(Given data begins)

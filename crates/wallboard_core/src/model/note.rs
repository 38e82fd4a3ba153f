//! Aggregated note model consumed by the sorter and renderers.
//!
//! # Responsibility
//! - Hold one document's identity, inline fields, cover image and task counts.
//! - Provide the ordered group-tag to notes mapping produced by one run.
//!
//! # Invariants
//! - A `Note` is built once per run and never mutated afterwards.
//! - `inline_fields` keeps one entry per name; a later scan hit replaces the
//!   value but the name keeps its first-seen position.
//! - `total_tasks` and `completed_tasks` stay `0` unless progress was requested.

use crate::model::atom::AtomId;
use indexmap::IndexMap;
use serde::{Deserialize, Serialize};

/// One `name:: value` annotation found in document text.
#[derive(Debug, Clone, PartialEq, Eq, Serialize, Deserialize)]
pub struct InlineField {
    pub name: String,
    /// Untrimmed trailing text captured after the `::` marker.
    pub value: String,
}

impl InlineField {
    pub fn new(name: impl Into<String>, value: impl Into<String>) -> Self {
        Self {
            name: name.into(),
            value: value.into(),
        }
    }
}

/// First image URL found in a document.
#[derive(Debug, Clone, PartialEq, Eq, Serialize, Deserialize)]
pub struct Image {
    /// Final path segment of `url`.
    pub file_name: String,
    pub url: String,
}

/// Field bag keyed by name, in first-seen order.
pub type InlineFields = IndexMap<String, InlineField>;

/// One aggregated document ready for sorting and rendering.
#[derive(Debug, Clone, PartialEq, Eq, Serialize, Deserialize)]
pub struct Note {
    pub uuid: AtomId,
    pub title: String,
    #[serde(default)]
    pub inline_fields: InlineFields,
    pub image: Option<Image>,
    #[serde(default)]
    pub total_tasks: usize,
    #[serde(default)]
    pub completed_tasks: usize,
}

impl Note {
    /// Creates a note with no fields, image or task counters.
    pub fn new(uuid: AtomId, title: impl Into<String>) -> Self {
        Self {
            uuid,
            title: title.into(),
            inline_fields: InlineFields::new(),
            image: None,
            total_tasks: 0,
            completed_tasks: 0,
        }
    }

    /// Returns the raw value of one inline field.
    pub fn field_value(&self, name: &str) -> Option<&str> {
        self.inline_fields.get(name).map(|field| field.value.as_str())
    }
}

/// Notes per group tag, in the order the group tags were declared.
pub type Groups = IndexMap<String, Vec<Note>>;
//! Note aggregation: the only wallboard stage that talks to the store.
//!
//! # Responsibility
//! - Fetch every group's matching documents and build one `Note` per match.
//! - Fetch task counters only when `+progress` was requested.
//! - Hand each group to the sorter before it lands in `Groups`.
//!
//! # Invariants
//! - Groups are fetched concurrently and keyed in declaration order.
//! - Notes inside a group keep fetch-result order until sorted.
//! - The first failing fetch fails the whole aggregation.

use crate::model::atom::AtomId;
use crate::model::note::{Groups, Note};
use crate::model::settings::Settings;
use crate::repo::document_store::{DocumentHandle, DocumentStore, StoreResult, TagFilter};
use crate::wallboard::fields::{extract_image, extract_inline_fields};
use crate::wallboard::sort::sort_notes;
use futures_util::future::try_join_all;
use log::{debug, error};
use std::time::Instant;

/// Builds the sorted notes of every group tag under `query_tag`.
///
/// # Errors
/// - Propagates the first store failure of any group or note.
pub async fn aggregate<S>(
    store: &S,
    query_tag: &str,
    group_tags: &[String],
    settings: &Settings,
) -> StoreResult<Groups>
where
    S: DocumentStore + ?Sized,
{
    let with_progress = settings.requests_progress();
    let fetches = group_tags
        .iter()
        .map(|group_tag| fetch_group(store, query_tag, group_tag, settings, with_progress));
    let fetched = try_join_all(fetches).await?;

    let mut groups = Groups::with_capacity(fetched.len());
    for (group_tag, notes) in group_tags.iter().zip(fetched) {
        groups.insert(group_tag.clone(), notes);
    }
    Ok(groups)
}

async fn fetch_group<S>(
    store: &S,
    query_tag: &str,
    group_tag: &str,
    settings: &Settings,
    with_progress: bool,
) -> StoreResult<Vec<Note>>
where
    S: DocumentStore + ?Sized,
{
    let started_at = Instant::now();
    let filter = TagFilter::for_group(query_tag, group_tag);

    let result = async {
        let handles = store.filter_by_tags(&filter).await?;
        try_join_all(
            handles
                .into_iter()
                .map(|handle| build_note(store, handle, with_progress)),
        )
        .await
    }
    .await;

    match result {
        Ok(notes) => {
            debug!(
                "event=group_fetch module=wallboard status=ok group={} notes={} duration_ms={}",
                group_tag,
                notes.len(),
                started_at.elapsed().as_millis()
            );
            Ok(sort_notes(
                notes,
                settings.sort_by.as_deref(),
                settings.sort_order,
            ))
        }
        Err(err) => {
            error!(
                "event=group_fetch module=wallboard status=error group={} duration_ms={} error={}",
                group_tag,
                started_at.elapsed().as_millis(),
                err
            );
            Err(err)
        }
    }
}

async fn build_note<S>(store: &S, handle: DocumentHandle, with_progress: bool) -> StoreResult<Note>
where
    S: DocumentStore + ?Sized,
{
    let content = store.fetch_content(handle.id).await?;
    let mut note = Note::new(handle.id, handle.name);
    note.inline_fields = extract_inline_fields(&content);
    note.image = extract_image(&content);

    if with_progress {
        let (total, completed) = task_counts(store, handle.id).await?;
        note.total_tasks = total;
        note.completed_tasks = completed;
    }
    Ok(note)
}

async fn task_counts<S>(store: &S, id: AtomId) -> StoreResult<(usize, usize)>
where
    S: DocumentStore + ?Sized,
{
    let tasks = store.fetch_tasks(id, true).await?;
    let completed = tasks.iter().filter(|task| task.is_completed()).count();
    Ok((tasks.len(), completed))
}
//! Self-describing settings table stored inside a wallboard document.
//!
//! # Responsibility
//! - Parse the `|<Label>|<value>|` directives into typed [`Settings`].
//! - Serialize settings back so the regenerated document stays minimal.
//!
//! [`Settings`]: crate::model::settings::Settings

pub mod parser;
pub mod serializer;

pub use parser::parse_settings;
pub use serializer::serialize_settings;
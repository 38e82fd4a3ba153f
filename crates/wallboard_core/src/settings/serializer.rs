//! Settings table serializer.
//!
//! # Responsibility
//! - Write the effective settings back as a two-column markdown table.
//!
//! # Invariants
//! - `Query Tag` and `Group By Tags` rows are always written.
//! - Every other row is written only when it differs from `defaults`.
//! - Row order is fixed, so repeated runs produce byte-identical tables.
//! - `parse_settings(serialize_settings(s, d), d) == s` for parsed settings.

use super::parser::{
    DISPLAY_AS_LABEL, FIELD_SEPARATOR, GROUP_BY_TAGS_LABEL, GROUP_SEPARATOR, IMAGE_WIDTH_LABEL,
    INCLUDE_FIELDS_LABEL, QUERY_TAG_LABEL, SHOW_IMAGE_LABEL, SORT_BY_LABEL, SORT_ORDER_LABEL,
    TABLE_COLUMNS_LABEL,
};
use crate::config::WallboardDefaults;
use crate::model::settings::Settings;

/// Serializes `settings` into a minimal `|<Label>|<value>|` table.
pub fn serialize_settings(settings: &Settings, defaults: &WallboardDefaults) -> String {
    let base = Settings::from_defaults(defaults);
    let mut rows: Vec<(&str, String)> = vec![
        (
            QUERY_TAG_LABEL,
            settings.query_tag.clone().unwrap_or_default(),
        ),
        (
            GROUP_BY_TAGS_LABEL,
            settings
                .group_tags
                .as_ref()
                .map(|tags| tags.join(GROUP_SEPARATOR))
                .unwrap_or_default(),
        ),
    ];

    if let Some(fields) = settings.include_fields.as_ref() {
        rows.push((
            INCLUDE_FIELDS_LABEL,
            fields.join(FIELD_SEPARATOR),
        ));
    }
    if let Some(sort_by) = settings.sort_by.as_ref() {
        rows.push((SORT_BY_LABEL, sort_by.clone()));
    }
    if settings.sort_order != base.sort_order {
        rows.push((SORT_ORDER_LABEL, settings.sort_order.as_str().to_string()));
    }
    if settings.display_as != base.display_as {
        rows.push((DISPLAY_AS_LABEL, settings.display_as.as_str().to_string()));
    }
    if settings.table_columns != base.table_columns {
        rows.push((TABLE_COLUMNS_LABEL, settings.table_columns.to_string()));
    }
    if settings.image_width != base.image_width {
        rows.push((IMAGE_WIDTH_LABEL, settings.image_width.to_string()));
    }
    if settings.show_image != base.show_image {
        rows.push((SHOW_IMAGE_LABEL, settings.show_image.to_string()));
    }

    let mut out = String::from("| | |\n|-|-|\n");
    for (label, value) in rows {
        out.push_str(&format!("|{label}|{value}|\n"));
    }
    out
}
//! Wallboard command-line host.
//!
//! # Responsibility
//! - Open a SQLite document store and regenerate one wallboard note.
//! - Surface the single user alert on stderr and map run results to exit codes.

use clap::Parser;
use log::error;
use std::error::Error;
use std::path::PathBuf;
use std::process::ExitCode;
use uuid::Uuid;
use wallboard_core::{
    default_log_level, init_logging, Notifier, RunOutcome, SqliteDocumentStore, WallboardDefaults,
    WallboardService,
};

#[derive(Debug, Parser)]
#[command(
    name = "wallboard",
    about = "Regenerate a wallboard note from its settings table",
    version
)]
struct Cli {
    /// SQLite document store file.
    #[arg(long)]
    db: PathBuf,
    /// Id of the wallboard note to regenerate.
    #[arg(long)]
    note: Uuid,
    /// TOML file overriding process-wide defaults.
    #[arg(long)]
    defaults: Option<PathBuf>,
    /// trace|debug|info|warn|error
    #[arg(long)]
    log_level: Option<String>,
    /// Absolute directory for rolling log files; logging is off without it.
    #[arg(long)]
    log_dir: Option<String>,
    /// Print the regenerated note instead of writing it back.
    #[arg(long)]
    dry_run: bool,
}

struct StderrNotifier;

impl Notifier for StderrNotifier {
    fn notify_user(&self, message: &str) {
        eprintln!("wallboard: {message}");
    }
}

#[tokio::main(flavor = "current_thread")]
async fn main() -> ExitCode {
    let cli = Cli::parse();

    if let Some(log_dir) = cli.log_dir.as_deref() {
        let level = cli.log_level.as_deref().unwrap_or(default_log_level());
        if let Err(err) = init_logging(level, log_dir) {
            eprintln!("wallboard: {err}");
            return ExitCode::from(2);
        }
    }

    match run(&cli).await {
        Ok(RunOutcome::Replaced { .. }) => ExitCode::SUCCESS,
        Ok(RunOutcome::Rendered { content }) => {
            println!("{content}");
            ExitCode::SUCCESS
        }
        Ok(RunOutcome::Aborted { .. }) => ExitCode::from(3),
        Err(err) => {
            error!("event=cli_run module=cli status=error error={err}");
            eprintln!("wallboard: {err}");
            ExitCode::FAILURE
        }
    }
}

async fn run(cli: &Cli) -> Result<RunOutcome, Box<dyn Error>> {
    let defaults = match cli.defaults.as_ref() {
        Some(path) => WallboardDefaults::load_from_path(path)?,
        None => WallboardDefaults::default(),
    };
    let store = SqliteDocumentStore::open(&cli.db)?;
    let service = WallboardService::new(store, StderrNotifier, defaults);

    let outcome = if cli.dry_run {
        service.preview(cli.note).await?
    } else {
        service.run(cli.note).await?
    };
    Ok(outcome)
}
//! Core domain logic for wallboard rendering.
//! This crate is the single source of truth for settings, aggregation and
//! layout invariants; hosts only supply a document store and a notifier.

pub mod config;
pub mod db;
pub mod logging;
pub mod model;
pub mod repo;
pub mod service;
pub mod settings;
pub mod wallboard;

pub use config::{ConfigError, WallboardDefaults};
pub use logging::{default_log_level, init_logging, LogLevel, LoggingError};
pub use model::atom::{Atom, AtomId, AtomType, AtomValidationError, TaskStatus};
pub use model::note::{Groups, Image, InlineField, Note};
pub use model::settings::{DisplayAs, Settings, SortOrder};
pub use repo::document_store::{
    DocumentHandle, DocumentStore, Notifier, StoreError, StoreResult, TagFilter, TaskRecord,
};
pub use repo::sqlite_store::SqliteDocumentStore;
pub use service::wallboard_service::{RunOutcome, WallboardError, WallboardService};
pub use settings::{parse_settings, serialize_settings};
//! Inline field and cover image extraction.
//!
//! # Responsibility
//! - Collect `name:: value` annotations from free-form document text.
//! - Detect the first image URL used as a note's cover.
//!
//! # Invariants
//! - Field names are letters only; values are the untrimmed rest of the line.
//! - A name starts a line (after an optional `-` bullet) or follows
//!   whitespace, and `::` must be followed by whitespace or end of line, so
//!   paths such as `a::b` are never fields.
//! - The last annotation for a name wins.
//! - No-match input yields an empty mapping / `None`, never an error.

use crate::model::note::{Image, InlineField, InlineFields};
use once_cell::sync::Lazy;
use regex::Regex;

static INLINE_FIELD_RE: Lazy<Regex> = Lazy::new(|| {
    Regex::new(r"(?m)(?:^[ \t]*(?:-[ \t]*)?|[ \t])([A-Za-z]+)::(?:[ \t]+|$)(.*)$")
        .expect("valid inline field regex")
});
static IMAGE_URL_RE: Lazy<Regex> = Lazy::new(|| {
    Regex::new(r#"(?i)https?://[^\s()\[\]<>"'|]+?\.(?:jpg|png|webp)"#).expect("valid image regex")
});

/// Scans every line of `content` for a `name:: value` annotation.
pub fn extract_inline_fields(content: &str) -> InlineFields {
    let mut fields = InlineFields::new();
    for caps in INLINE_FIELD_RE.captures_iter(content) {
        let (Some(name), Some(value)) = (caps.get(1), caps.get(2)) else {
            continue;
        };
        let field = InlineField::new(name.as_str(), value.as_str());
        fields.insert(field.name.clone(), field);
    }
    fields
}

/// Returns the first `http(s)` URL ending in a recognized image extension.
pub fn extract_image(content: &str) -> Option<Image> {
    let url = IMAGE_URL_RE.find(content)?.as_str();
    let file_name = url.rsplit('/').next().unwrap_or(url).to_string();
    Some(Image {
        file_name,
        url: url.to_string(),
    })
}

#[cfg(test)]
mod tests {
    use super::{extract_image, extract_inline_fields};

    #[test]
    fn list_item_annotation_becomes_field() {
        let fields = extract_inline_fields("Intro\n- priority:: 2\n");
        let field = fields.get("priority").expect("priority should be extracted");
        assert_eq!(field.name, "priority");
        assert_eq!(field.value, "2");
    }

    #[test]
    fn text_without_annotations_yields_empty_mapping() {
        assert!(extract_inline_fields("no fields here\njust: text").is_empty());
    }

    #[test]
    fn last_annotation_wins_and_keeps_first_position() {
        let fields = extract_inline_fields("status:: draft\nowner:: sam\nstatus:: final");
        assert_eq!(fields.len(), 2);
        assert_eq!(fields.get_index(0).map(|(name, _)| name.as_str()), Some("status"));
        assert_eq!(fields["status"].value, "final");
    }

    #[test]
    fn value_keeps_trailing_text_untrimmed() {
        let fields = extract_inline_fields(" due:: August 1st, 2023  ");
        assert_eq!(fields["due"].value, "August 1st, 2023  ");
    }

    #[test]
    fn first_image_url_wins() {
        let image = extract_image(
            "cover https://example.com/pic.png then https://example.com/pic2.jpg",
        )
        .expect("image should be detected");
        assert_eq!(image.url, "https://example.com/pic.png");
        assert_eq!(image.file_name, "pic.png");
    }

    #[test]
    fn markdown_image_url_is_detected_without_parenthesis() {
        let image = extract_image("![cover](https://cdn.example.com/a/b/cover.webp)")
            .expect("image should be detected");
        assert_eq!(image.url, "https://cdn.example.com/a/b/cover.webp");
        assert_eq!(image.file_name, "cover.webp");
    }

    #[test]
    fn non_image_urls_are_ignored() {
        assert_eq!(extract_image("see https://example.com/page.html"), None);
    }

    #[test]
    fn code_paths_are_not_fields() {
        assert!(extract_inline_fields("Use std::collections::HashMap here").is_empty());
        assert!(extract_inline_fields("call Foo::bar() then\nstd::io").is_empty());
    }

    #[test]
    fn trailing_annotation_after_text_is_a_field() {
        let fields = extract_inline_fields("Ship the beta owner:: ana\n-status::   \nrank::2");
        assert_eq!(fields["owner"].value, "ana");
        assert_eq!(fields["status"].value, "");
        assert!(!fields.contains_key("rank"));
    }
}
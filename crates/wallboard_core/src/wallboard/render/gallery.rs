//! Gallery layout: notes as cards in a fixed-column grid.
//!
//! # Invariants
//! - Every full row holds exactly `table_columns` cells.
//! - The final partial row is emitted as-is, without padding cells.
//! - An empty group emits no table.

use super::{field_value, image_markdown, table_row, title_link, CELL_BREAK};
use crate::model::note::Note;
use crate::model::settings::Settings;
use crate::wallboard::computed::field_label;

/// Renders `notes` as table lines: blank header, separator, then card rows.
pub fn render_gallery(settings: &Settings, notes: &[Note]) -> Vec<String> {
    if notes.is_empty() {
        return Vec::new();
    }

    let columns = settings.table_columns.max(1) as usize;
    let mut lines = Vec::with_capacity(2 + notes.len().div_ceil(columns));
    lines.push(table_row(std::iter::repeat(" ").take(columns)));
    lines.push(table_row(std::iter::repeat("-").take(columns)));

    let mut row: Vec<String> = Vec::with_capacity(columns);
    for note in notes {
        row.push(render_card(note, settings));
        if row.len() == columns {
            lines.push(table_row(row.drain(..)));
        }
    }
    if !row.is_empty() {
        lines.push(table_row(row));
    }
    lines
}

fn render_card(note: &Note, settings: &Settings) -> String {
    let mut parts = Vec::new();
    if let Some(image) = image_markdown(note, settings) {
        parts.push(image);
    }
    parts.push(title_link(note, settings));

    let names: Vec<&str> = match settings.include_fields.as_ref() {
        Some(fields) => fields.iter().map(String::as_str).collect(),
        None => note.inline_fields.keys().map(String::as_str).collect(),
    };
    for name in names {
        if let Some(value) = field_value(note, name, settings) {
            parts.push(format!("**{}**: {}", field_label(name), value));
        }
    }

    parts.join(CELL_BREAK)
}
//! Document store schema migrations.
//!
//! # Responsibility
//! - Register schema migrations in strictly increasing order.
//! - Apply every pending migration inside one transaction.
//!
//! # Invariants
//! - `version` values must remain monotonic.
//! - Applied migration version is mirrored to `PRAGMA user_version`.
//! - A database newer than this binary is rejected, never downgraded.

use crate::db::{DbError, DbResult};
use log::info;
use rusqlite::Connection;

#[derive(Debug, Clone, Copy)]
struct Migration {
    version: u32,
    name: &'static str,
    sql: &'static str,
}

const MIGRATIONS: &[Migration] = &[
    Migration {
        version: 1,
        name: "atoms",
        sql: include_str!("0001_init.sql"),
    },
    Migration {
        version: 2,
        name: "tags",
        sql: include_str!("0002_tags.sql"),
    },
    Migration {
        version: 3,
        name: "note_tasks",
        sql: include_str!("0003_note_tasks.sql"),
    },
];

/// Latest schema version known by this binary.
pub fn latest_version() -> u32 {
    MIGRATIONS.last().map_or(0, |migration| migration.version)
}

/// Brings `conn` up to [`latest_version`].
pub fn apply_migrations(conn: &mut Connection) -> DbResult<()> {
    let current = current_user_version(conn)?;
    let latest = latest_version();

    if current > latest {
        return Err(DbError::UnsupportedSchemaVersion {
            db_version: current,
            latest_supported: latest,
        });
    }
    if current == latest {
        return Ok(());
    }

    let tx = conn.transaction()?;
    for migration in MIGRATIONS.iter().filter(|m| m.version > current) {
        tx.execute_batch(migration.sql)
            .and_then(|()| tx.pragma_update(None, "user_version", migration.version))
            .map_err(|source| DbError::Migration {
                version: migration.version,
                name: migration.name,
                source,
            })?;
        info!(
            "event=db_migrate module=db status=ok version={} name={}",
            migration.version, migration.name
        );
    }
    tx.commit()?;

    Ok(())
}

fn current_user_version(conn: &Connection) -> DbResult<u32> {
    let version = conn.query_row("PRAGMA user_version;", [], |row| row.get::<_, u32>(0))?;
    Ok(version)
}

#[cfg(test)]
mod tests {
    use super::{apply_migrations, current_user_version, latest_version};
    use crate::db::DbError;
    use rusqlite::Connection;

    #[test]
    fn fresh_database_reaches_latest_version() {
        let mut conn = Connection::open_in_memory().unwrap();
        apply_migrations(&mut conn).unwrap();
        assert_eq!(current_user_version(&conn).unwrap(), latest_version());

        // second run is a no-op
        apply_migrations(&mut conn).unwrap();
        assert_eq!(current_user_version(&conn).unwrap(), latest_version());
    }

    #[test]
    fn newer_database_is_rejected() {
        let mut conn = Connection::open_in_memory().unwrap();
        conn.execute_batch("PRAGMA user_version = 99;").unwrap();
        let err = apply_migrations(&mut conn).unwrap_err();
        assert!(matches!(
            err,
            DbError::UnsupportedSchemaVersion { db_version: 99, .. }
        ));
    }

    #[test]
    fn task_owner_column_exists_after_migration() {
        let mut conn = Connection::open_in_memory().unwrap();
        apply_migrations(&mut conn).unwrap();
        let mut stmt = conn.prepare("PRAGMA table_info(atoms);").unwrap();
        let columns: Vec<String> = stmt
            .query_map([], |row| row.get::<_, String>(1))
            .unwrap()
            .collect::<Result<_, _>>()
            .unwrap();
        assert!(columns.iter().any(|column| column == "note_uuid"));
        assert!(columns.iter().any(|column| column == "title"));
    }

    #[test]
    fn failing_step_names_its_version_and_rolls_back() {
        let mut conn = Connection::open_in_memory().unwrap();
        // claims version 2 without any table, so the task owner step fails
        conn.execute_batch("PRAGMA user_version = 2;").unwrap();

        let err = apply_migrations(&mut conn).unwrap_err();
        assert!(matches!(
            err,
            DbError::Migration {
                version: 3,
                name: "note_tasks",
                ..
            }
        ));
        assert!(err.to_string().starts_with("schema migration 3 (note_tasks) failed"));
        assert!(std::error::Error::source(&err).is_some());
        assert_eq!(current_user_version(&conn).unwrap(), 2);
    }
}
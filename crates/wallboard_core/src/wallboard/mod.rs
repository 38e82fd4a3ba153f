//! Wallboard pipeline stages.
//!
//! # Responsibility
//! - Extract inline fields and images from document text (`fields`).
//! - Aggregate, sort and compute per-note data (`aggregate`, `sort`, `computed`).
//! - Render groups as gallery or table markdown (`render`).

pub mod aggregate;
pub mod computed;
pub mod fields;
pub mod render;
pub mod sort;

(Given data ends)

Copy the records above exactly, beginning at the line that contains "to the store." and stopping after the line that contains "let result = async".

(Task solution):
//! Note aggregation: the only wallboard stage that talks to the store.
//!
//! # Responsibility
//! - Fetch every group's matching documents and build one `Note` per match.
//! - Fetch task counters only when `+progress` was requested.
//! - Hand each group to the sorter before it lands in `Groups`.
//!
//! # Invariants
//! - Groups are fetched concurrently and keyed in declaration order.
//! - Notes inside a group keep fetch-result order until sorted.
//! - The first failing fetch fails the whole aggregation.

use crate::model::atom::AtomId;
use crate::model::note::{Groups, Note};
use crate::model::settings::Settings;
use crate::repo::document_store::{DocumentHandle, DocumentStore, StoreResult, TagFilter};
use crate::wallboard::fields::{extract_image, extract_inline_fields};
use crate::wallboard::sort::sort_notes;
use futures_util::future::try_join_all;
use log::{debug, error};
use std::time::Instant;

/// Builds the sorted notes of every group tag under `query_tag`.
///
/// # Errors
/// - Propagates the first store failure of any group or note.
pub async fn aggregate<S>(
    store: &S,
    query_tag: &str,
    group_tags: &[String],
    settings: &Settings,
) -> StoreResult<Groups>
where
    S: DocumentStore + ?Sized,
{
    let with_progress = settings.requests_progress();
    let fetches = group_tags
        .iter()
        .map(|group_tag| fetch_group(store, query_tag, group_tag, settings, with_progress));
    let fetched = try_join_all(fetches).await?;

    let mut groups = Groups::with_capacity(fetched.len());
    for (group_tag, notes) in group_tags.iter().zip(fetched) {
        groups.insert(group_tag.clone(), notes);
    }
    Ok(groups)
}

async fn fetch_group<S>(
    store: &S,
    query_tag: &str,
    group_tag: &str,
    settings: &Settings,
    with_progress: bool,
) -> StoreResult<Vec<Note>>
where
    S: DocumentStore + ?Sized,
{
    let started_at = Instant::now();
    let filter = TagFilter::for_group(query_tag, group_tag);

    let result = async {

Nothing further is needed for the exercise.